(Records drawn from a dataset)
>>>
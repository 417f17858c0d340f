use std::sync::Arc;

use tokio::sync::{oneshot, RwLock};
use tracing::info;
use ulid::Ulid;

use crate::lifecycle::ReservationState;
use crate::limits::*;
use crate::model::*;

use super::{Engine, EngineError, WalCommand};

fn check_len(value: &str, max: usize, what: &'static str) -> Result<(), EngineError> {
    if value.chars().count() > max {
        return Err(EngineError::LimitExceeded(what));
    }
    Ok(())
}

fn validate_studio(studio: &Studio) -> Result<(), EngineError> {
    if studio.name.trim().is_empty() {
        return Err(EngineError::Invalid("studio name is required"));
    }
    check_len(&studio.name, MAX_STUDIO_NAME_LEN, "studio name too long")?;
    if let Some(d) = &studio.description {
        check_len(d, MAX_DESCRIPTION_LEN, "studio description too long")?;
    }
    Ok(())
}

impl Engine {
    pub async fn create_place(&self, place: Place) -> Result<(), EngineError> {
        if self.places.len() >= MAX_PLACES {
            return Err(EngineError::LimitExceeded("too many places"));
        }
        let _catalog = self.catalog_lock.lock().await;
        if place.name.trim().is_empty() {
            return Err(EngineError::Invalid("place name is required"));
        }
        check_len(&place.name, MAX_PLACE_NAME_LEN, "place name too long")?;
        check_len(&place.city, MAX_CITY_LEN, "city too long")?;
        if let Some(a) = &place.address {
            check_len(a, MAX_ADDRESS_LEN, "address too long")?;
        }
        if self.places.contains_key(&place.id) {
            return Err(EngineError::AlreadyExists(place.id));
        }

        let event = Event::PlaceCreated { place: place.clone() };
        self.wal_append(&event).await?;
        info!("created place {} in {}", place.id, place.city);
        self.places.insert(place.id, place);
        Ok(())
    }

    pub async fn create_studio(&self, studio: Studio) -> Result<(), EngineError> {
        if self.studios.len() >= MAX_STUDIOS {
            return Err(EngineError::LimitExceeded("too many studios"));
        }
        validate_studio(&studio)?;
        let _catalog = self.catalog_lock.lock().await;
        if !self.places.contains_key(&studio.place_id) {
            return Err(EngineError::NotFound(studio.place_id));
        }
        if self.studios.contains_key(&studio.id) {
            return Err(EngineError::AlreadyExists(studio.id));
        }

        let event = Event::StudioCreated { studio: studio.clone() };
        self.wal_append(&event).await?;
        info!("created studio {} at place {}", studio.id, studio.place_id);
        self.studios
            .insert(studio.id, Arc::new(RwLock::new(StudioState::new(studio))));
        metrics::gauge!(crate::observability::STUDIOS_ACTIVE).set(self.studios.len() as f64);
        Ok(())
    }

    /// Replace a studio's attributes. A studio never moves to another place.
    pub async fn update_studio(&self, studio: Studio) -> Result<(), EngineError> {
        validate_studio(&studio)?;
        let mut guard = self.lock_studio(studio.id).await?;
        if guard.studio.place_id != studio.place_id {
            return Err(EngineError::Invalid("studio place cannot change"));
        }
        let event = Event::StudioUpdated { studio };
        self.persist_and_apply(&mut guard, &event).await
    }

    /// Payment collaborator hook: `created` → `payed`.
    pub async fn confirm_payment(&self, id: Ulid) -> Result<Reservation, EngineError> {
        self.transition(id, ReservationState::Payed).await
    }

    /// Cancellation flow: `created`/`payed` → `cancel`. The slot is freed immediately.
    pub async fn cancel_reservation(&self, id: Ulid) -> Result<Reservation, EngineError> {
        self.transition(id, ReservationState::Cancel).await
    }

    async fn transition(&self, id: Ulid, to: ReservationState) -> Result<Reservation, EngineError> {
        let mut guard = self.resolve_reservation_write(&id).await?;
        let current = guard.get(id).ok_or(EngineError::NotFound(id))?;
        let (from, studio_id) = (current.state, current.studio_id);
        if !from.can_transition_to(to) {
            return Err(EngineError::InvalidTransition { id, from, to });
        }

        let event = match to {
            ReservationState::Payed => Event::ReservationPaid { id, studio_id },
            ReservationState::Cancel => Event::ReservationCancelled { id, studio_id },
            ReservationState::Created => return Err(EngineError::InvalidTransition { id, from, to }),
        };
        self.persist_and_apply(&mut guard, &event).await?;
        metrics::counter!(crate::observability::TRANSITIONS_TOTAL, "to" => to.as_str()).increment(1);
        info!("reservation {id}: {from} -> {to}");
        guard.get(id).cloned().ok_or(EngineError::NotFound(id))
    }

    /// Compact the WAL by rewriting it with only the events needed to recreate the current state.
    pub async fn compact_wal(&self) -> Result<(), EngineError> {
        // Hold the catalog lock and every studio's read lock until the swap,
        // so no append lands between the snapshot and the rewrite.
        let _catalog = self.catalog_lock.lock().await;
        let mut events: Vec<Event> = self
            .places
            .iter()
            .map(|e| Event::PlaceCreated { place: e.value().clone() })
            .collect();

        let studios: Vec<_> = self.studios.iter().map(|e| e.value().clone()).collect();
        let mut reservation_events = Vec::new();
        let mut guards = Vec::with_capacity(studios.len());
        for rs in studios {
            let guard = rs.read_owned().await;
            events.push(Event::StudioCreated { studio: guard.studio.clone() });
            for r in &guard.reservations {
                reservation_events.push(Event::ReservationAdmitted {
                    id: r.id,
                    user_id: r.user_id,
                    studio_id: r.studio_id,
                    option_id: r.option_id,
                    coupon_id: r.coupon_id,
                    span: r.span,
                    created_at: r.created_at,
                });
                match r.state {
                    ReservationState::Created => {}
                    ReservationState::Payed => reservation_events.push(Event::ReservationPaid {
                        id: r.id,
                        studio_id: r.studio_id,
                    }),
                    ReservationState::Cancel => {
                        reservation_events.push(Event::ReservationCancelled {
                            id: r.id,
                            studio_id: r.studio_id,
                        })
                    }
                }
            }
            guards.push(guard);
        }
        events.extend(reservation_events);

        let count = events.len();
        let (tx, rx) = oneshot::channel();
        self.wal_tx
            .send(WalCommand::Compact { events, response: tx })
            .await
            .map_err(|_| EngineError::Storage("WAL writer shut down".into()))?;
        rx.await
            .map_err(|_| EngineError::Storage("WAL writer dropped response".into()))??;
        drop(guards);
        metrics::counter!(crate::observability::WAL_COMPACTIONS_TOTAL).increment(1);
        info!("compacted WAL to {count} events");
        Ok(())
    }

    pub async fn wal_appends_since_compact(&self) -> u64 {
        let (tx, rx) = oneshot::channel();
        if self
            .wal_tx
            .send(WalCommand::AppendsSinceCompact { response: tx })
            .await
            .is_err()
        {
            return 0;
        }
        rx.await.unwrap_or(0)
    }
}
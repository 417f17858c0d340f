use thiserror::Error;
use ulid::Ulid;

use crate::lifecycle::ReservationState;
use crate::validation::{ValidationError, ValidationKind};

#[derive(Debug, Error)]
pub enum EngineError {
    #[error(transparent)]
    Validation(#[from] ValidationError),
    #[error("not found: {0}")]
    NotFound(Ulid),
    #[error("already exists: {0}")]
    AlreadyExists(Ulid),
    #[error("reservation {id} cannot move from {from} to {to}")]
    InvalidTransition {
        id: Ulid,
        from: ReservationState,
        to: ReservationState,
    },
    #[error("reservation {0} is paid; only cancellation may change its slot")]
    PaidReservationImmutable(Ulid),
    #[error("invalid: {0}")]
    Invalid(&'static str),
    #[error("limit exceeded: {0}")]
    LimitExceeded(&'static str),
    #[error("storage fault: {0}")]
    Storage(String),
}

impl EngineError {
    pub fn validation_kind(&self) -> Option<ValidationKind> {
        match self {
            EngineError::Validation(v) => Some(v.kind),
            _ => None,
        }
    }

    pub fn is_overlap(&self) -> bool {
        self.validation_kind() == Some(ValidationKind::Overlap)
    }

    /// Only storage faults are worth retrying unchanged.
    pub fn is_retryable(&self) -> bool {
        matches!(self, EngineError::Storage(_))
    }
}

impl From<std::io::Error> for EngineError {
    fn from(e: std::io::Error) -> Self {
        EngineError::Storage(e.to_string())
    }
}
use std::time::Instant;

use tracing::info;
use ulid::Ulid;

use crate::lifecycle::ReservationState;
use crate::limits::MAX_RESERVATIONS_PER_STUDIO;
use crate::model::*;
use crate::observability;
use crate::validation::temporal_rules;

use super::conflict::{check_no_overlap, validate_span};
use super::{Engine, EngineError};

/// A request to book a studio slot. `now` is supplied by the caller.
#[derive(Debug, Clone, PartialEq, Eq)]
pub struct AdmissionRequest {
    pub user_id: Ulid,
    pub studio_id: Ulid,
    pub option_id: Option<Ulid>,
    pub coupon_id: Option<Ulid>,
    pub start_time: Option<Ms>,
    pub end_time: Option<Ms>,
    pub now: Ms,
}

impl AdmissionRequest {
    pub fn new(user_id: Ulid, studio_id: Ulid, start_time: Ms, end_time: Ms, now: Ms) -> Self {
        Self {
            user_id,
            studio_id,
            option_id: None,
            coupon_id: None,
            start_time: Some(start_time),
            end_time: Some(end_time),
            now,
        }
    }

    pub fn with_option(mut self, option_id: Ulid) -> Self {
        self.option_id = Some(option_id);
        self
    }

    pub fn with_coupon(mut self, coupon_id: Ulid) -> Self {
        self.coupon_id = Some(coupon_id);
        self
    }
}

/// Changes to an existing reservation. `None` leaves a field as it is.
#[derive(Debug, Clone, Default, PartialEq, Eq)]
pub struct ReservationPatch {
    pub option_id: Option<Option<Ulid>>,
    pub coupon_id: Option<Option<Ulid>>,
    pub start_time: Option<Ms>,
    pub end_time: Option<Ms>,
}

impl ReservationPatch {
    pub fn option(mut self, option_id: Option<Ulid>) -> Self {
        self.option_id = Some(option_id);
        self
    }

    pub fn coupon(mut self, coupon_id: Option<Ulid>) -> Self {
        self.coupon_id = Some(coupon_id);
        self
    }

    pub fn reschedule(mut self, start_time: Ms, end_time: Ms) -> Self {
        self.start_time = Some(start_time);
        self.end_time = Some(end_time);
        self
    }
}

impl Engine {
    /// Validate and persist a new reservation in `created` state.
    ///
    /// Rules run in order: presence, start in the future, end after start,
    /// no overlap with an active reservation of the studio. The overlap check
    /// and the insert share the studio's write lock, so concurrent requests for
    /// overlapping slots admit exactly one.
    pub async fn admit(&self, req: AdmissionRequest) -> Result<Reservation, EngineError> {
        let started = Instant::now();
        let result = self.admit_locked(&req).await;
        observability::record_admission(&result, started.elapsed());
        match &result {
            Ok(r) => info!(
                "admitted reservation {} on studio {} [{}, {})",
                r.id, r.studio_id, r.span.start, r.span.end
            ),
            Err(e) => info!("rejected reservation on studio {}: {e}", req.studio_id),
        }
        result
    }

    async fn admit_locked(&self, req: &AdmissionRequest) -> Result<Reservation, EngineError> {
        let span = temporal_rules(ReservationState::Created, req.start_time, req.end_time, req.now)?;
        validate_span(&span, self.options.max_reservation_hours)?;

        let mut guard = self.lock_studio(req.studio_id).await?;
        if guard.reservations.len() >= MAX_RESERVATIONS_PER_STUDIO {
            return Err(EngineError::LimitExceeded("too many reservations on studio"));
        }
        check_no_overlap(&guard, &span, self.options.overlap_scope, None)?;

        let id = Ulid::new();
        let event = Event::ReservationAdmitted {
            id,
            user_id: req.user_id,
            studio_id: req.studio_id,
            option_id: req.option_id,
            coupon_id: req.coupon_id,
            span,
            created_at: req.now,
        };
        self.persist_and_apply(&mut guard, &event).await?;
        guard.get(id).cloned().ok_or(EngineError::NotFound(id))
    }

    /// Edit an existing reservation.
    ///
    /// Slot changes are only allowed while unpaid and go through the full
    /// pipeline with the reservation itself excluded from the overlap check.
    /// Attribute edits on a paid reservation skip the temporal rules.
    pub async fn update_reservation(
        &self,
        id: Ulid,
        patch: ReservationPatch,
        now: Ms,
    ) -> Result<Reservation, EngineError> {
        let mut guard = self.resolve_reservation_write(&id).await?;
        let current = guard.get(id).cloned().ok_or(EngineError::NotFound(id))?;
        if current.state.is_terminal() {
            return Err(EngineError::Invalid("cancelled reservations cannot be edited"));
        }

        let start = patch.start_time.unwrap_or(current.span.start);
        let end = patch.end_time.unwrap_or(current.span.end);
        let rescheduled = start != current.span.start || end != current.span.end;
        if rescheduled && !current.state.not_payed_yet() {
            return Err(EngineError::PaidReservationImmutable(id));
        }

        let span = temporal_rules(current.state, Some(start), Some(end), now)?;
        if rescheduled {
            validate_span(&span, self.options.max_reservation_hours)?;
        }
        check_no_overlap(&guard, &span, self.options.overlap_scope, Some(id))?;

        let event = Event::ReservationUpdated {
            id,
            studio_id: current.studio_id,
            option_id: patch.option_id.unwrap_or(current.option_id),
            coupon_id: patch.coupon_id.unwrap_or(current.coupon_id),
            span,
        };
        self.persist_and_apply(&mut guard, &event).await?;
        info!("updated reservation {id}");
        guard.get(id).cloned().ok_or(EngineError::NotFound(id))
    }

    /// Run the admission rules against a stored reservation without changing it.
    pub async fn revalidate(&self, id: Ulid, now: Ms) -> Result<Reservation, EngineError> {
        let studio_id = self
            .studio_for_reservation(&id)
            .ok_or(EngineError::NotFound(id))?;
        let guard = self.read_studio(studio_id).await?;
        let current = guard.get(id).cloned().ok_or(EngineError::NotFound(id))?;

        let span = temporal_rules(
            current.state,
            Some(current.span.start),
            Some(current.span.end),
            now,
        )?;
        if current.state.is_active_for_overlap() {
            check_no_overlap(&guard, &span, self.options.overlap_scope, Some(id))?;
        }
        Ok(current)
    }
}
<<<
Exercise :: Report every line of the data above that contains the string "observability" by copying it in full.

Task response ::
        metrics::gauge!(crate::observability::STUDIOS_ACTIVE).set(self.studios.len() as f64);
        metrics::counter!(crate::observability::TRANSITIONS_TOTAL, "to" => to.as_str()).increment(1);
        metrics::counter!(crate::observability::WAL_COMPACTIONS_TOTAL).increment(1);
use crate::observability;
        observability::record_admission(&result, started.elapsed());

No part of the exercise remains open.